Rick Ebner z Bloomington, Minnesota, mówi, że to wszystko w twojej postawie. Zdiagnozowany w 1995 roku, jego stwardnienie rozsiane posunęło się naprzód przez lata, i teraz on potrzebuje hulajnoga by poradzić sobie przez większość czasu. Wracając na scenę randkową od czasu jego rozwodu kilka lat temu, on otwarcie szuka miłości i wie, że nie może ukryć swojego stwardnienia rozsianego - nawet nie próbuje. "Moją największą obawą jest bycie samemu i borykanie się z tą chorobą" - mówi. "Chcę dzielić życie z kimś w dobrych i złych czasach."

Ebner wstąpił do kościoła z 6000 zgromadzonych, mając nadzieję, że się zaprzyjaźni i być może znowu się zakochuje. Nie siedzi w domu i niepokoi się, że nikt go nie zaakceptuje, ponieważ ma stwardnienie rozsiane. Jeśli zobaczy kobietę, którą uzna za atrakcyjną, zacznie z nią rozmawiać w nadziei, że to może doprowadzić do czegoś. "Jeszcze nie, ale nie odejdę", mówi. "Chodzi o wytrwałość, pokorę i odwagę."
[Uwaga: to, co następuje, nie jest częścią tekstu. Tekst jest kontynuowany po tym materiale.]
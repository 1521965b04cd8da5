// SPDX-License-Identifier: MIT OR Apache-2.0
// Copyright (c) 2025 e2eflow contributors

//! Run command - execute the end-to-end pipeline

use colored::Colorize;
use miette::Result;
use std::str::FromStr;

use super::RunArgs;
use crate::config::{RunOptions, TargetRef, WorkspaceConfig};
use crate::pipeline::TaskPipeline;
use crate::runner::{DriverUpdateStage, NodeRunnerLauncher, RunnerStage};
use crate::server::{CommandServiceProvider, DevServerStage};

/// Run the pipeline
pub async fn run(args: RunArgs, verbose: bool) -> Result<()> {
    // Check workspace file exists
    if !args.config.exists() {
        return Err(miette::miette!(
            "Workspace file not found: {}\n\n\
             Run 'e2eflow init' to create a new workspace.",
            args.config.display()
        ));
    }

    // Load workspace
    let workspace = WorkspaceConfig::from_file(&args.config)
        .map_err(|e| miette::miette!("Failed to load workspace: {}", e))?;

    let opts = assemble_options(&args, &workspace)?;

    if verbose {
        tracing::debug!(?opts, "assembled run options");
    }

    // Assemble the stage sequence: dev server, driver update, runner.
    // Disabled stages skip themselves based on the options.
    let pipeline = TaskPipeline::new()
        .stage(Box::new(DevServerStage::new(CommandServiceProvider::new(
            workspace,
        ))))
        .stage(Box::new(DriverUpdateStage))
        .stage(Box::new(RunnerStage::new(NodeRunnerLauncher, "protractor")));

    println!();
    crate::utils::print_header("End-to-end pipeline");

    let result = pipeline.run(&opts).await?;

    println!();
    if result.success {
        println!(
            "{}",
            format!(
                "Pipeline completed successfully in {:.2}s",
                result.duration.as_secs_f64()
            )
            .green()
        );
        Ok(())
    } else {
        println!(
            "{}",
            format!("Pipeline failed after {:.2}s", result.duration.as_secs_f64()).red()
        );

        match result.failure {
            Some(cause) => Err(cause.into()),
            None => Err(miette::miette!("Pipeline execution failed")),
        }
    }
}

/// Merge the workspace file's runner defaults with the CLI flags; flags
/// always win over file values.
fn assemble_options(args: &RunArgs, workspace: &WorkspaceConfig) -> Result<RunOptions> {
    let root = std::env::current_dir()
        .map_err(|e| miette::miette!("Failed to get current directory: {}", e))?;

    let dev_server = args
        .dev_server
        .as_deref()
        .map(TargetRef::from_str)
        .transpose()?;

    let defaults = &workspace.runner;
    let fallback = RunOptions::default();

    let specs = if args.specs.is_empty() {
        defaults.specs.clone()
    } else {
        args.specs.clone()
    };

    Ok(RunOptions {
        root,
        tool_config: args
            .runner_config
            .clone()
            .or_else(|| defaults.config.clone())
            .unwrap_or(fallback.tool_config),
        runner_entry: defaults.entry.clone(),
        dev_server,
        specs,
        suite: args.suite.clone().or_else(|| defaults.suite.clone()),
        element_explorer: args.element_explorer,
        update_driver: args.update_driver,
        host: args
            .host
            .clone()
            .or_else(|| defaults.host.clone())
            .unwrap_or(fallback.host),
        port: args.port,
        base_url: args.base_url.clone(),
        public_host: args.public_host.clone(),
        tls: args.tls,
    })
}

#[cfg(test)]
mod tests {
    use super::*;
    use crate::config::ComputedFields;
    use crate::errors::E2eflowError;
    use crate::pipeline::Stage;
    use crate::runner::test_support::StubLauncher;
    use crate::server::test_support::StubProvider;
    use std::path::PathBuf;
    use std::sync::atomic::Ordering;

    fn pipeline_opts(dev_server: Option<&str>) -> RunOptions {
        RunOptions {
            runner_entry: Some(PathBuf::from("tools/runner.js")),
            dev_server: dev_server.map(|s| TargetRef::from_str(s).unwrap()),
            ..Default::default()
        }
    }

    #[tokio::test]
    async fn end_to_end_with_stubbed_dev_server() {
        // Stub dev server comes up on port 4300; the run stage must see the
        // merged base URL with the host value carried through literally.
        let provider = StubProvider::ready(4300);
        let launcher = StubLauncher::succeeding();
        let runner = RunnerStage::new(launcher, "protractor");

        let opts = pipeline_opts(Some("app:serve:production"));
        let mut computed = ComputedFields::default();

        DevServerStage::new(provider)
            .run(&opts, &mut computed)
            .await
            .unwrap();
        runner.run(&opts, &mut computed).await.unwrap();

        let seen = runner.launcher().seen.lock().unwrap();
        assert_eq!(seen.len(), 1);
        assert_eq!(seen[0].base_url.as_deref(), Some("http://localhost:4300"));
        assert!(seen[0].specs.is_empty());
        assert!(seen[0].suite.is_none());
        assert!(!seen[0].element_explorer);
    }

    #[tokio::test]
    async fn conflict_spawns_nothing() {
        let provider = StubProvider::ready(4300);
        let starts = provider.starts.clone();

        let pipeline = TaskPipeline::new()
            .quiet()
            .stage(Box::new(DevServerStage::new(provider)))
            .stage(Box::new(RunnerStage::new(
                StubLauncher::succeeding(),
                "protractor",
            )));

        let opts = RunOptions {
            base_url: Some("http://myhost:9000".to_string()),
            ..pipeline_opts(Some("app:serve"))
        };

        let err = pipeline.run(&opts).await.unwrap_err();
        assert!(matches!(err, E2eflowError::ConfigurationConflict { .. }));
        assert_eq!(starts.load(Ordering::SeqCst), 0);
    }

    #[tokio::test]
    async fn failed_driver_update_skips_the_run_stage() {
        // Both driver probes miss in an empty temp root; the runner stage
        // must never be invoked.
        let dir = tempfile::tempdir().unwrap();
        let launcher = StubLauncher::succeeding();
        let runner = RunnerStage::new(launcher, "protractor");

        let pipeline = TaskPipeline::new()
            .quiet()
            .stage(Box::new(DriverUpdateStage))
            .stage(Box::new(runner));

        let opts = RunOptions {
            root: dir.path().to_path_buf(),
            runner_entry: Some(PathBuf::from("tools/runner.js")),
            base_url: Some("http://myhost:9000".to_string()),
            update_driver: true,
            ..Default::default()
        };

        let result = pipeline.run(&opts).await.unwrap();
        assert!(!result.success);
        assert_eq!(result.executed, vec!["driver-update"]);

        let Some(E2eflowError::StageFailed { cause, .. }) = result.failure else {
            panic!("expected StageFailed");
        };
        assert!(matches!(*cause, E2eflowError::ToolNotFound { .. }));
    }

    #[tokio::test]
    async fn disabled_update_goes_straight_from_server_to_runner() {
        let pipeline = TaskPipeline::new()
            .quiet()
            .stage(Box::new(DevServerStage::new(StubProvider::ready(4200))))
            .stage(Box::new(DriverUpdateStage))
            .stage(Box::new(RunnerStage::new(
                StubLauncher::succeeding(),
                "protractor",
            )));

        let result = pipeline.run(&pipeline_opts(Some("app:serve"))).await.unwrap();
        assert!(result.success);
        assert_eq!(result.executed, vec!["dev-server", "test-runner"]);
    }

    #[test]
    fn cli_flags_win_over_workspace_defaults() {
        let workspace = WorkspaceConfig::from_yaml(
            r#"
name: fixture
runner:
  config: e2e/from-file.conf.js
  suite: nightly
  host: filehost
"#,
        )
        .unwrap();

        let args = RunArgs {
            suite: Some("smoke".to_string()),
            host: Some("clihost".to_string()),
            ..Default::default()
        };

        let opts = assemble_options(&args, &workspace).unwrap();
        assert_eq!(opts.suite.as_deref(), Some("smoke"));
        assert_eq!(opts.host, "clihost");
        assert_eq!(opts.tool_config, PathBuf::from("e2e/from-file.conf.js"));
    }

    #[test]
    fn workspace_defaults_fill_unset_flags() {
        let workspace = WorkspaceConfig::from_yaml(
            r#"
name: fixture
runner:
  suite: nightly
  specs:
    - "e2e/**/*.e2e.js"
"#,
        )
        .unwrap();

        let opts = assemble_options(&RunArgs::default(), &workspace).unwrap();
        assert_eq!(opts.suite.as_deref(), Some("nightly"));
        assert_eq!(opts.specs, vec!["e2e/**/*.e2e.js"]);
        assert_eq!(opts.host, "localhost");
    }
}
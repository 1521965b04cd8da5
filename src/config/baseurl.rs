// SPDX-License-Identifier: MIT OR Apache-2.0
// Copyright (c) 2025 e2eflow contributors

//! Base-URL construction
//!
//! Two paths: an explicit public address is used verbatim (a scheme is
//! prefixed only when missing), otherwise the URL is synthesized from the
//! requested host, the reported port, and the TLS flag.

fn scheme(tls: bool) -> &'static str {
    if tls {
        "https"
    } else {
        "http"
    }
}

/// Normalize an explicit public-facing address: keep it verbatim, prefixing
/// a scheme only when none is present (`https` only when TLS is on).
pub fn normalize_public_address(address: &str, tls: bool) -> String {
    if address.contains("://") {
        address.to_string()
    } else {
        format!("{}://{}", scheme(tls), address)
    }
}

/// Synthesize a base URL from host, port, and TLS flag
pub fn synthesize_base_url(host: &str, port: u16, tls: bool) -> String {
    format!("{}://{}:{}", scheme(tls), host, port)
}

#[cfg(test)]
mod tests {
    use super::*;

    #[test]
    fn public_address_gets_scheme_prefixed_when_missing() {
        assert_eq!(normalize_public_address("example.com", false), "http://example.com");
        assert_eq!(normalize_public_address("example.com", true), "https://example.com");
    }

    #[test]
    fn public_address_with_scheme_is_verbatim() {
        assert_eq!(
            normalize_public_address("https://example.com", false),
            "https://example.com"
        );
        assert_eq!(
            normalize_public_address("http://example.com:8080", true),
            "http://example.com:8080"
        );
    }

    #[test]
    fn synthesized_url_combines_host_port_scheme() {
        assert_eq!(synthesize_base_url("localhost", 4200, false), "http://localhost:4200");
        assert_eq!(synthesize_base_url("0.0.0.0", 443, true), "https://0.0.0.0:443");
    }
}
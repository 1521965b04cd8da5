// SPDX-License-Identifier: MIT OR Apache-2.0
// Copyright (c) 2025 e2eflow contributors

//! Terminal color utilities
//!
//! Provides consistent status glyphs across the CLI.

use colored::Colorize;

/// Print a styled header
pub fn print_header(title: &str) {
    println!("{}", title.bold());
    println!("{}", "═".repeat(title.len().max(40)));
}

/// Print a success check
pub fn print_success(msg: &str) {
    println!("  {} {}", "✓".green(), msg);
}

/// Print an error cross
pub fn print_error(msg: &str) {
    println!("  {} {}", "✗".red(), msg);
}

/// Print a warning
pub fn print_warning(msg: &str) {
    println!("  {} {}", "⚠".yellow(), msg);
}

/// Print an info item
pub fn print_info(msg: &str) {
    println!("  {} {}", "→".blue(), msg);
}
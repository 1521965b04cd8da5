// SPDX-License-Identifier: MIT OR Apache-2.0
// Copyright (c) 2025 e2eflow contributors

//! e2eflow - End-to-end test orchestrator
//!
//! Start your dev server, keep the browser driver fresh, and launch the
//! test runner with a consistent base URL.

use clap::Parser;
use miette::Result;
use tracing_subscriber::{layer::SubscriberExt, util::SubscriberInitExt};

use e2eflow::cli::{Cli, Commands};

#[tokio::main]
async fn main() -> Result<()> {
    // Initialize tracing
    tracing_subscriber::registry()
        .with(
            tracing_subscriber::EnvFilter::try_from_default_env()
                .unwrap_or_else(|_| "e2eflow=info".into()),
        )
        .with(tracing_subscriber::fmt::layer().with_target(false))
        .init();

    let cli = Cli::parse();

    // Change to specified directory if provided
    if let Some(ref dir) = cli.directory {
        std::env::set_current_dir(dir).map_err(|e| {
            miette::miette!("Failed to change to directory '{}': {}", dir.display(), e)
        })?;
    }

    // Dispatch to command handlers
    match cli.command {
        Commands::Run(args) => e2eflow::cli::run::run(args, cli.verbose).await,
        Commands::Update { config } => e2eflow::cli::update::run(config, cli.verbose).await,
        Commands::Validate { config } => e2eflow::cli::validate::run(config, cli.verbose).await,
        Commands::Init { name } => e2eflow::cli::init::run(name, cli.verbose).await,
    }
}
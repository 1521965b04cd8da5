// SPDX-License-Identifier: MIT OR Apache-2.0
// Copyright (c) 2025 e2eflow contributors

//! Sequential task pipeline
//!
//! Stages run strictly in order: a stage is awaited to full completion,
//! including its side effects, before the next one starts, because later
//! stages read configuration the earlier ones computed. The first failing
//! stage aborts the run and becomes the single terminal result.
//!
//! Cancellation is not wired in yet; the stage-boundary awaits are the spot
//! a token would be checked without changing the computed-fields contract.

use std::time::{Duration, Instant};

use async_trait::async_trait;
use colored::Colorize;

use crate::config::{ComputedFields, RunOptions};
use crate::errors::{E2eflowError, E2eflowResult};

/// One ordered step of the pipeline
#[async_trait]
pub trait Stage: Send + Sync {
    /// Stage name, used in progress output and failure reporting
    fn name(&self) -> &str;

    /// Whether the stage runs at all; a disabled stage is skipped as an
    /// immediate success with no side effect
    fn enabled(&self, _opts: &RunOptions) -> bool {
        true
    }

    /// Execute the stage. Values for later stages go through `computed`.
    async fn run(
        &self,
        opts: &RunOptions,
        computed: &mut ComputedFields,
    ) -> E2eflowResult<()>;
}

/// The single terminal outcome of a pipeline run
#[derive(Debug)]
pub struct PipelineResult {
    /// Whether every executed stage succeeded
    pub success: bool,
    /// The failure that aborted the run, if any
    pub failure: Option<E2eflowError>,
    /// Total execution time
    pub duration: Duration,
    /// Names of stages that actually executed, in order
    pub executed: Vec<String>,
}

/// Strictly ordered sequence of stages with fail-fast semantics
#[derive(Default)]
pub struct TaskPipeline {
    stages: Vec<Box<dyn Stage>>,
    quiet: bool,
}

impl TaskPipeline {
    pub fn new() -> Self {
        Self::default()
    }

    /// Append a stage; stages execute in the order they were added
    pub fn stage(mut self, stage: Box<dyn Stage>) -> Self {
        self.stages.push(stage);
        self
    }

    /// Suppress per-stage terminal output (used by tests)
    pub fn quiet(mut self) -> Self {
        self.quiet = true;
        self
    }

    /// Run the pipeline to its single terminal result.
    ///
    /// Mutual-exclusivity validation happens once, before stage 1; a
    /// conflict is returned as `Err` since no stage has started. Stage
    /// failures are captured in the `PipelineResult` instead.
    pub async fn run(&self, opts: &RunOptions) -> E2eflowResult<PipelineResult> {
        opts.validate()?;

        let start = Instant::now();
        let mut computed = ComputedFields::default();
        let mut executed = Vec::new();

        for (index, stage) in self.stages.iter().enumerate() {
            if !stage.enabled(opts) {
                tracing::debug!(stage = stage.name(), "stage disabled, skipping");
                if !self.quiet {
                    println!("  {} {} (skipped)", "○".dimmed(), stage.name().dimmed());
                }
                continue;
            }

            tracing::info!(stage = stage.name(), index, "stage starting");
            executed.push(stage.name().to_string());

            match stage.run(opts, &mut computed).await {
                Ok(()) => {
                    if !self.quiet {
                        println!("  {} {}", "✓".green(), stage.name().bold());
                    }
                }
                Err(cause) => {
                    if !self.quiet {
                        println!("  {} {} failed", "✗".red(), stage.name().bold());
                    }
                    tracing::warn!(stage = stage.name(), index, error = %cause, "stage failed");

                    return Ok(PipelineResult {
                        success: false,
                        failure: Some(E2eflowError::StageFailed {
                            stage: stage.name().to_string(),
                            index,
                            cause: Box::new(cause),
                        }),
                        duration: start.elapsed(),
                        executed,
                    });
                }
            }
        }

        Ok(PipelineResult {
            success: true,
            failure: None,
            duration: start.elapsed(),
            executed,
        })
    }
}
Milliken zgadza się, że powiedzenie potencjalnemu partnerowi, że masz stwardnienie rozsiane, nie czyni cię słabszym: "To może sprawić, że będziesz silniejsza" - mówi. "Stwardnienie rozsiane może być bardzo straszną i nieprzyjemną chorobą, która może sprawić, że poczujesz się okropnie, ale to nie musi sprawić, że będziesz mniej tego kim jesteś."